The title nods to the German teen shorthand “HGDGL” (“I like you very much”), but its inversion, “I Don’t Like U“, reframes coded teenage playfulness into something sharper and more self-possessed. Rather than bitterness, the song pulses with empowerment: a declaration of boundaries, autonomy and regained self-belief. “It’s about setting boundaries and feeling yourself again,” TEll A ViSiON explains, and that sentiment lands with elegant rage delivered through a knowing smile.
True to form, her sonic world refuses easy categorisation. Deconstructed pop structures collide with raw performance energy, creating time-bending textures that feel industrial, intimate and futuristic all at once. There are echoes of Björk’s exploratory spirit, Bowie’s theatricality and Peaches’ confrontational edge, but the result is unmistakably her own, a distinctive vocabulary rebuilt from broken forms and emotional truth.
Visually and sonically intertwined, IDLU reinforces TEll A ViSiON’s reputation as an artist who treats image as meaning rather than decoration. The track’s confrontational presence and visceral immediacy mirror the electrifying intensity of her solo live shows, which have already left their mark on stages from SXSW and The New Colossus Festival to Pop-Kultur Berlin and the Elbphilharmonie.

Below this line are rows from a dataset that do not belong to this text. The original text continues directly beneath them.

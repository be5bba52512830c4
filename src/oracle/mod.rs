//! Price oracle abstraction.
//!
//! The controller talks to exactly one [`PriceOracle`] at a time through a
//! trait object and never inspects which implementation is behind it:
//! - [`ConfigurableOracle`]: admin-settable price and health, with an optional
//!   deterministic fluctuation for test scenarios
//! - [`FeedBackedOracle`]: wraps an external pull-based price service with
//!   staleness and confidence-interval checks and fee-paying updates
//!
//! Prices are unsigned fixed point with 6 decimals (`1_000_000 = 1.0`).

pub mod configurable;
pub mod feed;

pub use configurable::*;
pub use feed::*;

use thiserror::Error;

use crate::utils::constants::PRICE_DECIMALS;
use crate::utils::crypto::Address;

/// Price with 6 decimals. Zero is never a valid quote.
pub type Price = u64;

// ═══════════════════════════════════════════════════════════════════════════════
// ORACLE ERRORS
// ═══════════════════════════════════════════════════════════════════════════════

/// Errors surfaced by oracle implementations
#[derive(Error, Debug, Clone, PartialEq, Eq)]
pub enum OracleError {
    /// Health predicate is false (paused, feed unreachable, confidence too wide)
    #[error("oracle unhealthy: {0}")]
    Unhealthy(String),

    /// Raw quote is zero or negative
    #[error("invalid price: {0}")]
    InvalidPrice(String),

    /// Quote older than the configured maximum age
    #[error("stale price: age {age}s, max {max_age}s")]
    Stale {
        /// Age in seconds
        age: u64,
        /// Maximum allowed age in seconds
        max_age: u64,
    },

    /// Caller lacks the required role on this oracle
    #[error("unauthorized: {0}")]
    Unauthorized(String),

    /// Payment does not cover the update fee
    #[error("insufficient fee: required {required}, provided {provided}")]
    InsufficientFee {
        /// Fee charged by the price service
        required: u128,
        /// Payment supplied by the caller
        provided: u128,
    },

    /// Update payment could not be collected from the caller
    #[error("update payment failed: {0}")]
    PaymentFailed(String),

    /// Caller re-entered the update path while its previous update was in flight
    #[error("reentrant price update")]
    ReentrantUpdate,

    /// Invalid admin parameter
    #[error("invalid parameter {name}: {reason}")]
    InvalidParameter {
        /// Parameter name
        name: String,
        /// Reason for invalidity
        reason: String,
    },
}

impl From<crate::error::Error> for OracleError {
    fn from(err: crate::error::Error) -> Self {
        match err {
            crate::error::Error::Unauthorized(reason) => OracleError::Unauthorized(reason),
            crate::error::Error::InvalidParameter { name, reason } => {
                OracleError::InvalidParameter { name, reason }
            }
            other => OracleError::Unhealthy(other.to_string()),
        }
    }
}

// ═══════════════════════════════════════════════════════════════════════════════
// PRICE ORACLE
// ═══════════════════════════════════════════════════════════════════════════════

/// Contract shared by every oracle implementation
pub trait PriceOracle: Send + Sync {
    /// Identity of this oracle instance
    fn oracle_id(&self) -> Address;

    /// Human-readable description for logs and events
    fn description(&self) -> String;

    /// Current quote scaled to 6 decimals
    fn price(&self) -> Result<Price, OracleError>;

    /// Aggregated health predicate; never fails
    fn is_healthy(&self) -> bool;

    /// Decimals of the quotes returned by [`PriceOracle::price`]
    fn decimals(&self) -> u32 {
        PRICE_DECIMALS
    }
}

impl std::fmt::Debug for dyn PriceOracle {
    fn fmt(&self, f: &mut std::fmt::Formatter<'_>) -> std::fmt::Result {
        f.debug_struct("PriceOracle")
            .field("id", &self.oracle_id())
            .field("description", &self.description())
            .finish()
    }
}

For listeners drawn to the uncompromising emotional force of PJ Harvey, Anna Calvi, St. Vincent or Yves Tumor, and the painterly intensity of Basquiat, Francis Bacon or Cy Twombly, IDLU feels like a natural point of convergence. It’s a statement piece: tense, fearless and unapologetically alive, marking a bold new chapter for an artist who continues to explore what others missed or forgot, and turn it into something startlingly new.